[[ The input open ]]
//! Engine for a live transit map viewer.
//!
//! Everything here is platform-independent: positions are `geo::Point<f64>`
//! (latitude in `x`, longitude in `y`, matching the backend's `[lat, lon]`
//! ordering), clocks are injected as millisecond timestamps, and the map
//! library sits behind the [`registry::MarkerVisual`] trait. The frontend
//! crate wires these pieces to Leaflet and the browser event loop.

pub mod api;
pub mod itinerary;
pub mod motion;
pub mod reconcile;
pub mod registry;
pub mod viewport;
pub mod visibility;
[[ The input closed ]]
• _Task requirements_: Exactly reproduce all of the entries.

• _Task solution_:
//! Engine for a live transit map viewer.
//!
//! Everything here is platform-independent: positions are `geo::Point<f64>`
//! (latitude in `x`, longitude in `y`, matching the backend's `[lat, lon]`
//! ordering), clocks are injected as millisecond timestamps, and the map
//! library sits behind the [`registry::MarkerVisual`] trait. The frontend
//! crate wires these pieces to Leaflet and the browser event loop.

pub mod api;
pub mod itinerary;
pub mod motion;
pub mod reconcile;
pub mod registry;
pub mod viewport;
pub mod visibility;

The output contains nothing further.